Salieron al angosto balcón que rodeaba la parte superior de la torre. Pitt vio que el helicóptero era un Bell 340 con motores gemelos Rolls-Royce. Estaba pintado de colores amarillo y rojo, con las palabras MANAGUA AIRWAYS escritas en los laterales. Observó atentamente cómo el piloto efectuaba una vuelta a la torre, mientras un tripulante comenzaba a bajar el arnés unido al cable que los subiría hasta el aparato.

Pitt era casi treinta centímetros más alto que Giordino, así que saltó para coger el arnés, que se movía en círculos impulsado por el viento generado por las palas en la primera pasada. Se lo puso a Giordino por debajo de los brazos.

– Tú eres más robusto que yo. Soportarás el esfuerzo y yo me sujetaré a ti.

Giordino sujetó el cable con las dos manos mientras Pitt se abrazaba a su cintura. El tripulante, cuyos gritos no se podían oír por encima del estruendo de las turbinas, gesticuló con verdadera desesperación para indicarles que sólo podía levantar a un hombre.
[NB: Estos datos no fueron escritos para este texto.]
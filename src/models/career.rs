use serde::{Deserialize, Serialize};
use sqlx::FromRow;

#[derive(Debug, Clone, Serialize, Deserialize, FromRow)]
#[serde(rename_all = "camelCase")]
pub struct Career {
    pub id: String,
    pub name: String,
    pub created_at: String,
}

#[derive(Debug, Clone, Deserialize)]
pub struct NewCareerRequest {
    pub name: String,
}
La advertencia llegó demasiado tarde. Pitt y Giordino se vieron arrastrados fuera del balcón del faro y se quedaron colgando a una treintena de metros del agua cuando una súbita racha de viento golpeó al helicóptero. El piloto se encontró con que el aparato se inclinaba bruscamente a estribor por el peso sumado de los dos hombres. Estabilizó el helicóptero y mantuvo la posición mientras el tripulante observaba cómo el motor del torno apenas si conseguía subir a Pitt y Giordino.

La suerte los acompañó y la patrullera no disparó ningún misil. En cambio, disponía de dos ametralladoras pesadas instaladas a proa que comenzaron a disparar. Afortunadamente aún estaban muy lejos, y con la dificultad añadida del cabeceo de la lancha, el artillero no podía apuntar muy bien: los proyectiles pasaron a más de cincuenta metros.

El piloto, horrorizado al ver que le disparaban, se olvidó de los hombres que había ido a rescatar. Viró rápidamente en maniobra de evasión y puso rumbo a la seguridad de la costa. Pitt y Giordino, que estaban a unos seis metros por debajo de la cabina, se bambolearon como un péndulo. Giordino tenía la sensación de que en cualquier momento acabaría con los brazos arrancados. Pitt, que no experimentaba dolor alguno, no podía hacer otra cosa que aferrar a Giordino con todas sus fuerzas y gritarle al tripulante que acelerara la subida.

Pitt veía la agonía en el rostro de Giordino. Durante quizá dos minutos -que le parecieron eternos- el italiano estuvo tentado de soltarse, pero bastó una mirada al agua, que ahora estaba a unos ciento cincuenta metros de sus pies, para que cambiara rápidamente de idea.